Campañas como las que instalaron que “los chicos no entienden lo que leen” reforzaron, por fuera de los núcleos de especialistas, lugares comunes que culpabilizan a la escuela de las transformaciones que la exceden cuando se evalúan los desempeños de los niños y adolescentes cuando hablan, escriben o leen en la cultura contemporánea
En el abundante campo de evaluaciones educativas, esta toma de escritura da un puntapié original para la necesaria producción de estudios cualitativos que se sumerjan en la complejidad de las prácticas de lectura y escritura antes que diagnosticar el “fracaso rotundo” o el “éxito maravilloso”, caracterizaciones vacías que apuntalan el malestar. Ni estamos frente a una generación analfabeta o alienada por las tecnologías, como tampoco estamos libres de desafíos exigentísimos, en tiempos donde las prácticas de hablar, escuchar, pensar, leer o escribir están en proceso de transformación. Los resultados de esta evaluación cualitativa -que permite remediar el silencio frío de las estadísticas- deben, antes bien, disponer un cuadro de polémicas y debates en torno a la actualidad de las prácticas de lectura y escritura significativas para los desafíos del momento.
La primaria y la secundaria, unidas ahora por el trazo de la obligatoriedad, deben comenzar a reponer sentidos comunes, sorteando los circuitos diferenciados que constituyeron hasta ahora.

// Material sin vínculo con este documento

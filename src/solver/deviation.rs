//! Partition-quality metric
//!
//! Guessing word `g` splits the candidates into groups by the score each candidate would
//! return against `g`. The standard deviation of those group sizes measures how uneven the
//! split is: lower means more evenly sized groups, which is the preferred next guess.

use rustc_hash::FxHashMap;

/// Sizes of the score groups in a row, sorted ascending
///
/// Sorting makes the later floating-point sum independent of score order, so two rows with
/// the same group sizes always get bit-identical deviations.
///
/// # Examples
/// ```
/// use overlap_solver::solver::deviation::group_sizes;
///
/// assert_eq!(group_sizes([3, 0, 3, 3, 1]), vec![1, 1, 3]);
/// ```
pub fn group_sizes<I>(scores: I) -> Vec<usize>
where
    I: IntoIterator<Item = u8>,
{
    let mut counts: FxHashMap<u8, usize> = FxHashMap::default();
    for score in scores {
        *counts.entry(score).or_insert(0) += 1;
    }

    let mut sizes: Vec<usize> = counts.into_values().collect();
    sizes.sort_unstable();
    sizes
}

/// Population standard deviation of group sizes
///
/// Returns 0.0 for no groups.
#[must_use]
pub fn std_dev(sizes: &[usize]) -> f64 {
    if sizes.is_empty() {
        return 0.0;
    }

    let groups = sizes.len() as f64;
    let mean = sizes.iter().sum::<usize>() as f64 / groups;
    let variance = sizes
        .iter()
        .map(|&size| {
            let diff = size as f64 - mean;
            diff * diff
        })
        .sum::<f64>()
        / groups;

    variance.sqrt()
}

/// Deviation of the partition produced by one row of scores
pub fn row_deviation<I>(scores: I) -> f64
where
    I: IntoIterator<Item = u8>,
{
    std_dev(&group_sizes(scores))
}
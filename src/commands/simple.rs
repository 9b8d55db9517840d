//! Simple interactive CLI mode
//!
//! Text-based interactive solver without TUI. The player thinks of a vocabulary word and
//! reports the overlap score of each suggested guess.

use crate::config::OpenerChoice;
use crate::core::Vocabulary;
use crate::matrix::ScoreMatrix;
use crate::solver::{Gamer, PartitionSolver, SolverError};
use anyhow::Result;
use colored::Colorize;
use std::io::{self, BufRead, Write};

/// How many remaining candidates are listed
const LIST_LIMIT: usize = 10;

/// What the player answered for a suggested guess
#[derive(Debug, Clone, Copy, PartialEq, Eq)]
enum Reply {
    Score(u8),
    Win,
    New,
    Undo,
    Quit,
}

impl Reply {
    fn parse(input: &str) -> Option<Self> {
        match input.trim().to_lowercase().as_str() {
            "quit" | "q" | "exit" => Some(Self::Quit),
            "new" | "n" => Some(Self::New),
            "undo" | "u" => Some(Self::Undo),
            "win" | "correct" | "yes" | "solved" => Some(Self::Win),
            other => other.parse().ok().map(Self::Score),
        }
    }
}

/// Run the simple interactive CLI mode on stdin/stdout
///
/// # Errors
///
/// Returns an error if there's an I/O error reading user input, or the solver cannot be
/// built for this vocabulary and matrix.
pub fn run_simple(
    vocabulary: &Vocabulary,
    matrix: &ScoreMatrix,
    opener: &OpenerChoice,
) -> Result<()> {
    let stdin = io::stdin();
    let stdout = io::stdout();
    run_session(vocabulary, matrix, opener, stdin.lock(), stdout.lock())
}

/// Interactive session over any input/output pair
///
/// Ends on `quit`, on end of input, or when the player declines another game.
///
/// # Errors
///
/// Returns an error on I/O failure or a solver contract violation other than an
/// inconsistent score (which is reported and rolled back).
#[allow(clippy::too_many_lines)] // Interactive game loop requires detailed handling
pub fn run_session<R: BufRead, W: Write>(
    vocabulary: &Vocabulary,
    matrix: &ScoreMatrix,
    opener: &OpenerChoice,
    mut input: R,
    mut out: W,
) -> Result<()> {
    let mut solver = PartitionSolver::from_choice(vocabulary, matrix, opener)?;
    solver.prepare_for_new_game();

    writeln!(out, "\n╔══════════════════════════════════════════════════════════════╗")?;
    writeln!(out, "║              Overlap Solver - Interactive Mode               ║")?;
    writeln!(out, "╚══════════════════════════════════════════════════════════════╝\n")?;
    writeln!(out, "Think of one of the {} words in the list.", vocabulary.len())?;
    writeln!(out, "After each guess, enter its score: the number of letters it shares")?;
    writeln!(out, "with your word, counting repeats (little vs tweety = 3).")?;
    writeln!(out, "Type 'win' if the guess is your word.\n")?;
    writeln!(out, "Commands: 'quit' to exit, 'new' for new game, 'undo' to undo last score\n")?;

    // Solver state before each reported score
    let mut history: Vec<PartitionSolver> = Vec::new();
    let mut guesses: Vec<(String, u8)> = Vec::new();

    loop {
        let guess = solver.guess_word()?;
        let turn = guesses.len() + 1;
        let candidates = solver.candidate_count();

        writeln!(out, "────────────────────────────────────────────────────────────")?;
        writeln!(out, "Turn {turn}: {candidates} candidates remaining")?;
        writeln!(out, "────────────────────────────────────────────────────────────")?;
        writeln!(
            out,
            "\n📊 Suggested guess: {}",
            guess.text().to_uppercase().bright_white().bold()
        )?;
        match solver.deviation_of(guess.text()) {
            Some(deviation) => writeln!(out, "   Deviation:        {deviation:.3}\n")?,
            None => writeln!(out, "   Opening word\n")?,
        }

        if turn > 1 && candidates <= LIST_LIMIT {
            writeln!(out, "Remaining candidates:")?;
            for candidate in solver.candidates() {
                writeln!(out, "  • {}", candidate.text().to_uppercase())?;
            }
            writeln!(out)?;
        }

        let reply = loop {
            let Some(line) = prompt(&mut input, &mut out, "Enter score ('win', or command)")? else {
                return Ok(());
            };
            match Reply::parse(&line) {
                Some(Reply::Score(score)) if usize::from(score) > guess.len() => {
                    writeln!(
                        out,
                        "❌ A score cannot exceed the guess length ({})\n",
                        guess.len()
                    )?;
                }
                Some(reply) => break reply,
                None => writeln!(out, "❌ Invalid input! Enter a number, 'win', or a command\n")?,
            }
        };

        match reply {
            Reply::Quit => {
                writeln!(out, "\n👋 Thanks for playing!\n")?;
                return Ok(());
            }
            Reply::New => {
                solver.prepare_for_new_game();
                history.clear();
                guesses.clear();
                writeln!(out, "\n🔄 New game started!\n")?;
            }
            Reply::Undo => {
                if let Some(previous) = history.pop() {
                    solver = previous;
                    guesses.pop();
                    writeln!(out, "✓ Undone! Back to turn {}\n", guesses.len() + 1)?;
                } else {
                    writeln!(out, "Nothing to undo!\n")?;
                }
            }
            Reply::Score(score) => {
                history.push(solver.clone());
                match solver.result_of_guess(guess.text(), score) {
                    Ok(()) => guesses.push((guess.text().to_string(), score)),
                    Err(SolverError::Exhausted { .. }) => {
                        if let Some(previous) = history.pop() {
                            solver = previous;
                        }
                        writeln!(
                            out,
                            "\n❌ No word in the list gives that score. Check it and try again.\n"
                        )?;
                    }
                    Err(e) => return Err(e.into()),
                }
            }
            Reply::Win => {
                guesses.push((guess.text().to_string(), guess.len() as u8));
                print_victory(&mut out, &guesses)?;

                let again = prompt(&mut input, &mut out, "Play again? (yes/no)")?;
                let again = again.map(|a| a.to_lowercase());
                if !matches!(again.as_deref(), Some("yes" | "y")) {
                    writeln!(out, "\n👋 Thanks for playing!\n")?;
                    return Ok(());
                }
                solver.prepare_for_new_game();
                history.clear();
                guesses.clear();
                writeln!(out, "\n🔄 New game started!\n")?;
            }
        }
    }
}

fn print_victory<W: Write>(out: &mut W, guesses: &[(String, u8)]) -> io::Result<()> {
    let turns = guesses.len();

    writeln!(out, "\n{}", "═".repeat(70).bright_cyan())?;
    writeln!(out, "{}", "    🎉  S O L V E D !  🎉    ".bright_green().bold())?;
    writeln!(out, "{}", "═".repeat(70).bright_cyan())?;
    writeln!(
        out,
        "\n  Solution found in {} {}",
        turns.to_string().bright_cyan().bold(),
        if turns == 1 { "guess" } else { "guesses" }
    )?;

    writeln!(out, "\n  Guess history:")?;
    for (i, (word, score)) in guesses.iter().enumerate() {
        writeln!(
            out,
            "    {}. {} {}",
            (i + 1).to_string().bright_black(),
            word.to_uppercase().bright_white().bold(),
            score
        )?;
    }
    writeln!(out, "\n{}\n", "═".repeat(70).bright_cyan())?;
    Ok(())
}

/// Get user input with a prompt; `None` at end of input
fn prompt<R: BufRead, W: Write>(
    input: &mut R,
    out: &mut W,
    text: &str,
) -> io::Result<Option<String>> {
    write!(out, "{text}: ")?;
    out.flush()?;

    let mut line = String::new();
    if input.read_line(&mut line)? == 0 {
        return Ok(None);
    }
    Ok(Some(line.trim().to_string()))
}
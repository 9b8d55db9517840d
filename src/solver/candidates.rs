//! Candidate set with its aligned score submatrix
//!
//! The i-th candidate is always the i-th row and column of the submatrix; every reduction
//! masks the candidate list, rows and columns together.

use super::SolverError;
use super::submatrix::Submatrix;
use crate::core::{Vocabulary, Word};
use crate::matrix::ScoreMatrix;

/// Words still consistent with every observed score
#[derive(Debug, Clone)]
pub struct CandidateSet<'a> {
    vocabulary: &'a Vocabulary,
    words: Vec<&'a Word>,
    scores: Submatrix<'a>,
}

impl<'a> CandidateSet<'a> {
    /// Every vocabulary word, against the full matrix
    #[must_use]
    pub fn full(vocabulary: &'a Vocabulary, matrix: &'a ScoreMatrix) -> Self {
        Self {
            vocabulary,
            words: vocabulary.words().iter().collect(),
            scores: Submatrix::full(matrix),
        }
    }

    /// No candidates (before the first game is prepared)
    #[must_use]
    pub const fn empty(vocabulary: &'a Vocabulary, matrix: &'a ScoreMatrix) -> Self {
        Self {
            vocabulary,
            words: Vec::new(),
            scores: Submatrix::empty(matrix),
        }
    }

    /// Back to the full vocabulary
    pub fn reset(&mut self) {
        *self = Self::full(self.vocabulary, self.scores.matrix());
    }

    #[must_use]
    pub fn words(&self) -> &[&'a Word] {
        &self.words
    }

    #[must_use]
    pub const fn scores(&self) -> &Submatrix<'a> {
        &self.scores
    }

    #[must_use]
    pub fn len(&self) -> usize {
        self.words.len()
    }

    #[must_use]
    pub fn is_empty(&self) -> bool {
        self.words.is_empty()
    }

    /// Current position of a word, if it is still a candidate
    #[must_use]
    pub fn position_of(&self, word: &str) -> Option<usize> {
        let index = self.vocabulary.index_of(word)?;
        (0..self.scores.len()).find(|&i| self.scores.original_index(i) == index)
    }

    /// Drop every candidate inconsistent with `score` for `guess`, and `guess` itself
    ///
    /// # Errors
    /// - `NotACandidate` if `guess` is not a current candidate (nothing is changed)
    /// - `NonSquare` / `Misaligned` if the reduced submatrix no longer lines up
    /// - `Exhausted` if no candidate survives
    pub fn reduce(&mut self, guess: &str, score: u8) -> Result<(), SolverError> {
        let x = self
            .position_of(guess)
            .ok_or_else(|| SolverError::NotACandidate(guess.to_string()))?;

        // Candidates that would have produced the observed score against the guess;
        // the guess itself is out since it did not win
        let mut keep: Vec<bool> = self.scores.row(x).map(|s| s == score).collect();
        keep[x] = false;

        self.scores.retain(&keep)?;
        self.words = self
            .words
            .iter()
            .zip(&keep)
            .filter_map(|(&word, &k)| k.then_some(word))
            .collect();

        if self.words.len() != self.scores.len() {
            return Err(SolverError::Misaligned {
                candidates: self.words.len(),
                rows: self.scores.len(),
            });
        }

        if self.words.is_empty() {
            return Err(SolverError::Exhausted {
                guess: guess.to_string(),
                score,
            });
        }

        Ok(())
    }
}
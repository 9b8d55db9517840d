//! The game vocabulary
//!
//! An ordered, duplicate-free list of words loaded once and shared read-only by every game.
//! Word order defines the row/column order of the score matrix.

use super::{Word, WordError};
use rustc_hash::{FxHashMap, FxHasher};
use std::fmt;
use std::hash::Hasher;

/// Immutable vocabulary with word lookup and a content fingerprint
#[derive(Debug, Clone)]
pub struct Vocabulary {
    words: Vec<Word>,
    index: FxHashMap<String, usize>,
    fingerprint: u64,
}

/// Error type for invalid vocabularies
#[derive(Debug, Clone, PartialEq, Eq)]
pub enum VocabularyError {
    Empty,
    Duplicate(String),
    Word(WordError),
}

impl fmt::Display for VocabularyError {
    fn fmt(&self, f: &mut fmt::Formatter<'_>) -> fmt::Result {
        match self {
            Self::Empty => write!(f, "Vocabulary must contain at least one word"),
            Self::Duplicate(word) => write!(f, "Vocabulary contains '{word}' more than once"),
            Self::Word(e) => write!(f, "Invalid vocabulary word: {e}"),
        }
    }
}

impl std::error::Error for VocabularyError {}

impl From<WordError> for VocabularyError {
    fn from(e: WordError) -> Self {
        Self::Word(e)
    }
}

impl Vocabulary {
    /// Build a vocabulary from words in matrix order
    ///
    /// # Errors
    /// Returns `VocabularyError` if the list is empty, a word is invalid, or a word repeats.
    ///
    /// # Examples
    /// ```
    /// use overlap_solver::core::Vocabulary;
    ///
    /// let vocabulary = Vocabulary::from_words(["abc", "abd", "xyz"]).unwrap();
    /// assert_eq!(vocabulary.len(), 3);
    /// assert_eq!(vocabulary.index_of("abd"), Some(1));
    ///
    /// assert!(Vocabulary::from_words(["abc", "abc"]).is_err());
    /// ```
    pub fn from_words<I, S>(words: I) -> Result<Self, VocabularyError>
    where
        I: IntoIterator<Item = S>,
        S: Into<String>,
    {
        let words = words
            .into_iter()
            .map(Word::new)
            .collect::<Result<Vec<_>, _>>()?;

        if words.is_empty() {
            return Err(VocabularyError::Empty);
        }

        let mut index = FxHashMap::default();
        let mut hasher = FxHasher::default();
        for (i, word) in words.iter().enumerate() {
            if index.insert(word.text().to_string(), i).is_some() {
                return Err(VocabularyError::Duplicate(word.text().to_string()));
            }
            hasher.write(word.text().as_bytes());
            hasher.write_u8(b',');
        }
        hasher.write_usize(words.len());

        Ok(Self {
            words,
            index,
            fingerprint: hasher.finish(),
        })
    }

    /// Parse a delimited word collection (commas and/or whitespace)
    ///
    /// # Errors
    /// Same as [`Vocabulary::from_words`].
    pub fn parse(text: &str) -> Result<Self, VocabularyError> {
        Self::from_words(
            text.split(|c: char| c == ',' || c.is_whitespace())
                .map(str::trim)
                .filter(|w| !w.is_empty()),
        )
    }

    #[inline]
    #[must_use]
    pub fn words(&self) -> &[Word] {
        &self.words
    }

    /// Word at matrix index `i`
    #[inline]
    #[must_use]
    pub fn get(&self, i: usize) -> Option<&Word> {
        self.words.get(i)
    }

    #[inline]
    #[must_use]
    pub fn len(&self) -> usize {
        self.words.len()
    }

    #[inline]
    #[must_use]
    pub fn is_empty(&self) -> bool {
        self.words.is_empty()
    }

    /// Matrix index of a word, case-insensitive
    #[must_use]
    pub fn index_of(&self, text: &str) -> Option<usize> {
        self.index
            .get(text)
            .or_else(|| self.index.get(&text.to_lowercase()))
            .copied()
    }

    #[must_use]
    pub fn contains(&self, text: &str) -> bool {
        self.index_of(text).is_some()
    }

    /// Look up a word, returning the vocabulary's own copy
    #[must_use]
    pub fn find(&self, text: &str) -> Option<&Word> {
        self.index_of(text).map(|i| &self.words[i])
    }

    /// Hash of the words and their order
    ///
    /// Persisted with the score matrix so a stale artifact is rejected at load time.
    #[inline]
    #[must_use]
    pub const fn fingerprint(&self) -> u64 {
        self.fingerprint
    }

    /// Length of the longest word, which bounds every score
    #[must_use]
    pub fn max_word_len(&self) -> usize {
        self.words.iter().map(Word::len).max().unwrap_or(0)
    }
}

#[cfg(test)]
mod tests {
    use super::*;

    #[test]
    fn vocabulary_preserves_order() {
        let vocabulary = Vocabulary::from_words(["xyz", "abc", "abd"]).unwrap();
        let texts: Vec<&str> = vocabulary.words().iter().map(Word::text).collect();
        assert_eq!(texts, ["xyz", "abc", "abd"]);
        assert_eq!(vocabulary.index_of("xyz"), Some(0));
        assert_eq!(vocabulary.index_of("ABD"), Some(2));
        assert_eq!(vocabulary.index_of("nope"), None);
    }

    #[test]
    fn vocabulary_rejects_duplicates() {
        assert_eq!(
            Vocabulary::from_words(["abc", "xyz", "ABC"]).unwrap_err(),
            VocabularyError::Duplicate("abc".to_string())
        );
    }

    #[test]
    fn vocabulary_rejects_empty() {
        let empty: [&str; 0] = [];
        assert_eq!(
            Vocabulary::from_words(empty).unwrap_err(),
            VocabularyError::Empty
        );
        assert_eq!(
            Vocabulary::parse(" , ,\n").unwrap_err(),
            VocabularyError::Empty
        );
    }

    #[test]
    fn vocabulary_rejects_invalid_word() {
        assert!(matches!(
            Vocabulary::from_words(["abc", "a-c"]),
            Err(VocabularyError::Word(WordError::UnknownCharacter { .. }))
        ));
    }

    #[test]
    fn parse_accepts_commas_and_newlines() {
        let vocabulary = Vocabulary::parse("abc,abd,\nxyz\n").unwrap();
        assert_eq!(vocabulary.len(), 3);
        assert!(vocabulary.contains("xyz"));
    }

    #[test]
    fn fingerprint_tracks_content_and_order() {
        let a = Vocabulary::from_words(["abc", "abd", "xyz"]).unwrap();
        let b = Vocabulary::from_words(["abc", "abd", "xyz"]).unwrap();
        let reordered = Vocabulary::from_words(["abd", "abc", "xyz"]).unwrap();
        let changed = Vocabulary::from_words(["abc", "abd", "xyw"]).unwrap();

        assert_eq!(a.fingerprint(), b.fingerprint());
        assert_ne!(a.fingerprint(), reordered.fingerprint());
        assert_ne!(a.fingerprint(), changed.fingerprint());
    }

    #[test]
    fn max_word_len() {
        let vocabulary = Vocabulary::from_words(["a", "abcd", "ab"]).unwrap();
        assert_eq!(vocabulary.max_word_len(), 4);
    }
}
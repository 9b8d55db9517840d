//! TUI rendering with ratatui
//!
//! Visualizations for the overlap solver interface.

use super::app::{App, InputMode, MessageStyle};
use ratatui::{
    Frame,
    layout::{Alignment, Constraint, Direction, Layout, Rect},
    style::{Color, Modifier, Style},
    text::{Line, Span},
    widgets::{Block, BorderType, Borders, Gauge, List, ListItem, Paragraph, Wrap},
};

/// Candidates listed individually at or below this count
const LIST_LIMIT: usize = 12;

/// Main UI rendering function
pub fn ui(f: &mut Frame, app: &App) {
    let chunks = Layout::default()
        .direction(Direction::Vertical)
        .constraints([
            Constraint::Length(3), // Header
            Constraint::Min(10),   // Main content
            Constraint::Length(5), // Input area
            Constraint::Length(3), // Status bar
        ])
        .split(f.area());

    render_header(f, chunks[0]);

    let main_chunks = Layout::default()
        .direction(Direction::Horizontal)
        .constraints([
            Constraint::Percentage(60), // Left panel
            Constraint::Percentage(40), // Right panel
        ])
        .split(chunks[1]);

    render_main_panel(f, app, main_chunks[0]);
    render_info_panel(f, app, main_chunks[1]);

    render_input(f, app, chunks[2]);
    render_status(f, app, chunks[3]);
}

fn render_header(f: &mut Frame, area: Rect) {
    let header = Paragraph::new("🎯 OVERLAP SOLVER - Interactive Mode")
        .style(
            Style::default()
                .fg(Color::Cyan)
                .add_modifier(Modifier::BOLD),
        )
        .alignment(Alignment::Center)
        .block(
            Block::default()
                .borders(Borders::ALL)
                .border_type(BorderType::Rounded)
                .style(Style::default().fg(Color::Cyan)),
        );
    f.render_widget(header, area);
}

fn render_main_panel(f: &mut Frame, app: &App, area: Rect) {
    let chunks = Layout::default()
        .direction(Direction::Vertical)
        .constraints([
            Constraint::Percentage(35), // Current guess info
            Constraint::Percentage(35), // Candidates
            Constraint::Percentage(30), // History
        ])
        .split(area);

    render_current_guess(f, app, chunks[0]);
    render_candidates(f, app, chunks[1]);
    render_history(f, app, chunks[2]);
}

fn render_current_guess(f: &mut Frame, app: &App, area: Rect) {
    let block = Block::default()
        .title(" Current Guess ")
        .borders(Borders::ALL)
        .border_type(BorderType::Rounded);

    let Some(ref guess) = app.current_guess else {
        let paragraph = Paragraph::new("No suggestion available").block(block);
        f.render_widget(paragraph, area);
        return;
    };

    let label = if guess.suggested { "Suggested: " } else { "Trying:    " };
    let content = vec![
        Line::from(vec![
            Span::raw(label),
            Span::styled(
                guess.word.to_uppercase(),
                Style::default()
                    .fg(Color::Yellow)
                    .add_modifier(Modifier::BOLD),
            ),
        ]),
        Line::from(format!("Deviation: {:.3}", guess.deviation)),
        Line::from(format!("Groups:    {} possible scores", guess.groups)),
        Line::from(format!("Worst:     {} candidates", guess.largest_group)),
        Line::from(format!("Scores:    0 to {}", guess.length)),
    ];

    let paragraph = Paragraph::new(content)
        .block(block)
        .wrap(Wrap { trim: false });
    f.render_widget(paragraph, area);
}

fn render_candidates(f: &mut Frame, app: &App, area: Rect) {
    let candidates_count = app.get_candidates_count();

    let content = if candidates_count == 0 {
        vec![Line::from("No candidates left")]
    } else if candidates_count <= LIST_LIMIT {
        let mut lines = vec![Line::from("Remaining (deviation):")];
        for (word, deviation) in app.top_candidates(LIST_LIMIT) {
            let deviation = deviation.map_or_else(|| "-".to_string(), |d| format!("{d:.2}"));
            lines.push(Line::from(vec![
                Span::raw("  "),
                Span::styled(
                    format!("{:<14}", word.to_uppercase()),
                    Style::default().fg(Color::Green),
                ),
                Span::styled(deviation, Style::default().fg(Color::Cyan)),
            ]));
        }
        lines
    } else {
        let mut lines = vec![Line::from(format!("{candidates_count} candidates remaining"))];
        let best: Vec<String> = app
            .top_candidates(3)
            .into_iter()
            .filter(|(_, d)| d.is_some())
            .map(|(w, d)| format!("{} {:.2}", w.to_uppercase(), d.unwrap_or_default()))
            .collect();
        if !best.is_empty() {
            lines.push(Line::from(format!("Best splits: {}", best.join(", "))));
        }
        lines
    };

    let paragraph = Paragraph::new(content).block(
        Block::default()
            .title(" Candidates ")
            .borders(Borders::ALL)
            .style(Style::default().fg(Color::Green)),
    );

    f.render_widget(paragraph, area);
}

fn render_history(f: &mut Frame, app: &App, area: Rect) {
    let history_items: Vec<ListItem> = app
        .history
        .iter()
        .rev()
        .take(5)
        .enumerate()
        .map(|(i, entry)| {
            let content = format!(
                "{}: {} scored {} [{:.2}] {} → {}",
                app.history.len() - i,
                entry.guess.to_uppercase(),
                entry.score,
                entry.deviation,
                entry.candidates_before,
                entry.candidates_after
            );
            ListItem::new(content)
        })
        .collect();

    let history =
        List::new(history_items).block(Block::default().title(" History ").borders(Borders::ALL));

    f.render_widget(history, area);
}

fn render_info_panel(f: &mut Frame, app: &App, area: Rect) {
    let chunks = Layout::default()
        .direction(Direction::Vertical)
        .constraints([
            Constraint::Percentage(50), // Elimination gauge
            Constraint::Percentage(50), // Messages
        ])
        .split(area);

    render_elimination(f, app, chunks[0]);
    render_messages(f, app, chunks[1]);
}

fn render_elimination(f: &mut Frame, app: &App, area: Rect) {
    let total = app.vocabulary.len();
    let current = app.get_candidates_count();
    let eliminated = total.saturating_sub(current);
    let progress_pct = if total == 0 {
        0
    } else {
        (eliminated * 100 / total).min(100) as u16
    };

    let gauge = Gauge::default()
        .block(
            Block::default()
                .title(" Words Eliminated ")
                .borders(Borders::ALL)
                .border_type(BorderType::Rounded),
        )
        .gauge_style(Style::default().fg(Color::Cyan))
        .percent(progress_pct)
        .label(format!(
            "{eliminated}/{total} ruled out | {current} candidates remain"
        ));

    f.render_widget(gauge, area);
}

fn render_messages(f: &mut Frame, app: &App, area: Rect) {
    let messages: Vec<ListItem> = app
        .messages
        .iter()
        .rev()
        .take(10)
        .map(|msg| {
            let style = match msg.style {
                MessageStyle::Info => Style::default().fg(Color::White),
                MessageStyle::Success => Style::default().fg(Color::Green),
                MessageStyle::Error => Style::default().fg(Color::Red),
            };
            ListItem::new(msg.text.clone()).style(style)
        })
        .collect();

    let messages_list =
        List::new(messages).block(Block::default().title(" Messages ").borders(Borders::ALL));

    f.render_widget(messages_list, area);
}

fn render_input(f: &mut Frame, app: &App, area: Rect) {
    let (title, content, color) = match app.input_mode {
        InputMode::WinCelebration => (
            " 🎉 SOLVED! 🎉 | Press 'n' for new game or 'q' to quit ",
            "",
            Color::Green,
        ),
        InputMode::Score => (
            " Enter Score (letters in common) | w: it's my word | TAB for manual word ",
            app.input_buffer.as_str(),
            Color::Yellow,
        ),
        InputMode::ManualWord => (
            " Enter a Remaining Word to Try | ESC to cancel ",
            app.manual_word.as_str(),
            Color::Cyan,
        ),
    };

    let input = Paragraph::new(content)
        .style(Style::default().fg(color).add_modifier(Modifier::BOLD))
        .block(
            Block::default()
                .title(title)
                .borders(Borders::ALL)
                .border_type(BorderType::Double)
                .style(Style::default().fg(color)),
        );

    f.render_widget(input, area);
}

fn render_status(f: &mut Frame, app: &App, area: Rect) {
    let chunks = Layout::default()
        .direction(Direction::Horizontal)
        .constraints([
            Constraint::Percentage(25),
            Constraint::Percentage(25),
            Constraint::Percentage(25),
            Constraint::Percentage(25),
        ])
        .split(area);

    let mode_text = format!("Turn {}", app.history.len() + 1);
    let mode = Paragraph::new(mode_text).alignment(Alignment::Center);
    f.render_widget(mode, chunks[0]);

    let stats_text = format!(
        "Games: {} | Won: {} | Avg: {:.2}",
        app.stats.total_games,
        app.stats.games_won,
        app.stats.average_guesses()
    );
    let stats = Paragraph::new(stats_text).alignment(Alignment::Center);
    f.render_widget(stats, chunks[1]);

    let candidates_text = format!("Candidates: {}", app.get_candidates_count());
    let candidates = Paragraph::new(candidates_text).alignment(Alignment::Center);
    f.render_widget(candidates, chunks[2]);

    let help_text = if app.input_mode == InputMode::WinCelebration {
        "q: Quit | n: New Game"
    } else {
        "q: Quit | n: New | u: Undo | Enter: Submit"
    };

    let help = Paragraph::new(help_text)
        .alignment(Alignment::Center)
        .style(Style::default().fg(Color::DarkGray));
    f.render_widget(help, chunks[3]);
}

Desde la formación docente -ahí donde una maestra no tiene una formación disciplinar solvente para cada área particular de conocimiento, pero sí cuenta con el saber pedagógico para su abordaje; o donde el profesor de secundaria cuenta con el prestigio académico, pero no con los recursos de base para las tareas formativas iniciales-, hasta las cuadraturas curriculares -qué se espera que un chico sepa para terminar la primaria y qué para iniciar la secundaria en muchos casos no son objetivos alineados-, incluyendo las dinámicas de reagrupamiento espacial, temporal o de participación comunitaria -¡el rol de las familias!-, deben ser ítems de una discusión común que organice los objetivos de la escuela como una totalidad, evitando las segmentaciones y diferencias que, cuando se superponen con las extraescolares, tienden a machacar negativamente el tránsito de los pibes y las pibas por el nuevo nivel. Correr del medio el impresionismo frente a circunstancias escolares que se escapan de lo esperado paradigmáticamente, para esforzarse en el encuentro con una caracterización más ajustada de los chicos tal como llegan y valorando los conocimientos que traen (para desafiarlos, no para aceptarlos acríticamente en un adaptacionismo demagógico que cae en saco vacío) tanto como las nuevas modalidades para practicar el lenguaje (cómo se habla, se escucha, se piensa, se lee y se escribe hoy, cuáles son las tendencias más incisivas en este panorama), permitirá trocar -tarea urgente, colegas- el desánimo por desafíos profesionales que repongan a la docencia con nuevas herramientas para las premisas ineludibles de la institución escolar. Como le pasa a los chicos y las chicas, los docentes también participan de estos tránsitos.